What is 'community care'?
The phrase 'community care' is used to describe the various services available to help people manage their physical and mental health problems in the community e.g. nursing or social work support, home help, day centres, counselling, supported accommodation.
Community care is usually arranged by social services departments or Community Mental Health Teams (CMHTs). The system for delivering community care services to most adults is called 'care planning'.
What is the Care Programme Approach (CPA)?
The Care Programme Approach is a process of care planning used if you have significant mental health needs. It involves mental health professionals assessing your needs and drawing up a care plan, which should be reviewed regularly.
A care coordinator should be appointed to you to ensure that the services in your care plan are put in place and that they continue to meet your needs. The care coordinator will usually be a mental health professional who works in a CMHT.
How do I get assessed for community care services?
Under the NHS and Community Care Act 1990, any person who appears to need community care services – including anyone with known mental or physical health problems – has the right to have their needs assessed by their local authority.
The first step is a community care assessment, which is usually arranged by the local authority's social services department.
- The assessment should take place within a reasonable time of social services finding out that you may need community care services.
- You do not have to make a formal application for an assessment.
- If social services know that you may need services, they should offer to assess you without you having to ask – they have a legal duty.
- If your GP or CMHT believe that your mental health needs are not serious enough to require the Care Programme Approach, you may still have a right to an assessment of your community care needs under the NHS and Community Care Act 1990.
If you are having problems getting an assessment, you should get legal advice. A mental health advocate may be able to help you with this. See Advocacy for more information.

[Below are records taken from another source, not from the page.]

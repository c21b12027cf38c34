//! Conversions between A1-style cell references and 0-based indexes.

/// Converts column letters (e.g. "A", "AB") to a 0-based column index.
pub(crate) fn col_to_index(letters: &str) -> Option<usize> {
    if letters.is_empty() {
        return None;
    }
    let mut index = 0usize;
    for character in letters.chars() {
        if !character.is_ascii_alphabetic() {
            return None;
        }
        index = index * 26 + (character.to_ascii_uppercase() as usize - 'A' as usize + 1);
    }
    Some(index - 1)
}

/// Converts a 1-based row number string to a 0-based row index.
pub(crate) fn row_to_index(digits: &str) -> Option<usize> {
    digits.parse::<usize>().ok().filter(|row| *row > 0).map(|row| row - 1)
}

/// Converts a 0-based column index to column letters.
pub(crate) fn index_to_col(col: usize) -> String {
    let mut column = col + 1;
    let mut letters = String::new();
    while column > 0 {
        column -= 1;
        letters.insert(0, (b'A' + (column % 26) as u8) as char);
        column /= 26;
    }
    letters
}

/// Converts 0-based (row, col) to an A1 reference.
pub(crate) fn index_to_reference(row: usize, col: usize) -> String {
    format!("{}{}", index_to_col(col), row + 1)
}

/// Parses an A1 reference into 0-based (row, col).
pub(crate) fn reference_to_index(reference: &str) -> Option<(usize, usize)> {
    let split = reference.find(|character: char| character.is_ascii_digit())?;
    let (letters, digits) = reference.split_at(split);
    Some((row_to_index(digits)?, col_to_index(letters)?))
}

#[cfg(test)]
mod tests {
    use super::*;

    #[test]
    fn references_convert_both_ways() {
        assert_eq!(reference_to_index("A1"), Some((0, 0)));
        assert_eq!(reference_to_index("T28"), Some((27, 19)));
        assert_eq!(reference_to_index("AA10"), Some((9, 26)));
        assert_eq!(index_to_reference(27, 19), "T28");
        assert_eq!(index_to_reference(9, 26), "AA10");
        assert_eq!(reference_to_index("A0"), None);
        assert_eq!(reference_to_index("12"), None);
    }
}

Care assessment for carers (on request)
Under the Carers and Disabled Children Act 2000, someone who is 16 or older and spends a lot of time caring for you can also ask to be assessed to see if they need any help, e.g. home help support or occasional holidays from caring.

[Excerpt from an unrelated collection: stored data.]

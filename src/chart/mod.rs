//! # Chart rendering
//!
//! Charts are composed as SVG markup and rasterized to PNG with `resvg`:
//!
//! - [`bar`] weekly series as labelled bars
//! - [`donut`] side-by-side proportion rings with a shared legend
use crate::config::ChartConfig;
use crate::error::ReportError;
use resvg::tiny_skia;
use resvg::usvg;
use resvg::usvg::fontdb;
use std::sync::Arc;
use thiserror::Error;

pub mod bar;
pub mod donut;

pub use bar::BarChart;
pub use donut::DonutChart;

/// Errors raised while rasterizing charts
#[derive(Error, Debug)]
pub enum ChartError {
    #[error("Cannot allocate a {0}x{1} canvas")]
    CanvasError(u32, u32),

    #[error("PNG encoding failed: {0}")]
    EncodeError(String),
}

/// Renders charts to PNG bytes with a shared font database
pub struct ChartRenderer {
    options: usvg::Options<'static>,
    font_family: String,
    palette: Vec<String>,
}

impl ChartRenderer {
    /// Loads the system fonts plus the configured font directories
    pub fn new(config: &ChartConfig) -> ChartRenderer {
        let mut database = fontdb::Database::new();
        database.load_system_fonts();
        for directory in &config.font_dirs {
            database.load_fonts_dir(directory);
        }
        log::debug!("Loaded {} font faces for charts", database.len());

        let mut options = usvg::Options::default();
        options.fontdb = Arc::new(database);
        if let Some(first) = config.font_family.split(',').next() {
            options.font_family = first.trim().to_owned();
        }
        ChartRenderer {
            options,
            font_family: config.font_family.to_owned(),
            palette: config.palette.to_owned(),
        }
    }

    /// Renders a bar chart to PNG
    pub fn render_bar(&self, chart: &BarChart) -> Result<Vec<u8>, ReportError> {
        self.rasterize(&chart.to_svg(&self.font_family))
    }

    /// Renders two donuts side by side to PNG
    pub fn render_double_donut(&self, left: &DonutChart, right: &DonutChart) -> Result<Vec<u8>, ReportError> {
        self.rasterize(&donut::double_donut_svg(left, right, &self.palette, &self.font_family))
    }

    fn rasterize(&self, svg: &str) -> Result<Vec<u8>, ReportError> {
        let tree = usvg::Tree::from_str(svg, &self.options)?;
        let size = tree.size().to_int_size();
        let mut pixmap = tiny_skia::Pixmap::new(size.width(), size.height())
            .ok_or(ChartError::CanvasError(size.width(), size.height()))?;
        pixmap.fill(tiny_skia::Color::WHITE);
        resvg::render(&tree, tiny_skia::Transform::default(), &mut pixmap.as_mut());
        let png = pixmap
            .encode_png()
            .map_err(|error| ChartError::EncodeError(error.to_string()))?;
        Ok(png)
    }
}

/// Color of the `index`-th series, cycling through the palette
pub(crate) fn palette_color(palette: &[String], index: usize) -> &str {
    if palette.is_empty() {
        "#4285F4"
    } else {
        &palette[index % palette.len()]
    }
}

/// Opening `<svg>` tag with a white background
pub(crate) fn svg_open(width: u32, height: u32, font_family: &str) -> String {
    format!(
        r#"<svg xmlns="http://www.w3.org/2000/svg" width="{width}" height="{height}" viewBox="0 0 {width} {height}" font-family="{}"><rect width="{width}" height="{height}" fill="white"/>"#,
        crate::helpers::string::escape_xml(font_family)
    )
}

Your carer's right to an assessment does not necessarily mean that they will get the services they are asking for; this will depend on what the professionals see as their 'needs'. For more about this, they can contact Carers UK.
Who is involved in planning my care?
- If you live in the community, your care plan is usually drawn up by your care coordinator or your social worker with help from other professionals who will be involved in your care plan.
- If you are in hospital when your care plan is drawn up, your responsible clinician and other hospital staff should be involved.
The professionals should talk to you before they decide what support you should get and you should tell them what you think you will need. If a friend or relative helps or supports you, they should be involved in these discussions if you want them to be.
Which local authority will assess me and which will provide services?
- The local authority in the area where you live has the duty to assess your community care needs (but it is possible to ask another local authority for an assessment e.g. if you are away from home). It is up to the local authority where you live to provide services.
- If you are in hospital when the professionals decide that you should be assessed for community care, the local authority where you were living before you were admitted to hospital is generally responsible for providing services. This is so even if you have given up your home since your hospital admission.
- If you are in the community but have no settled home, it is the authority where you are at the time that will be responsible for providing services.
Can they take away my community care services?
Community care services can be stopped or reduced if you no longer need them; however, your needs must be assessed again before this can happen. If you think you still need the same services or same level of services, you should seek legal advice.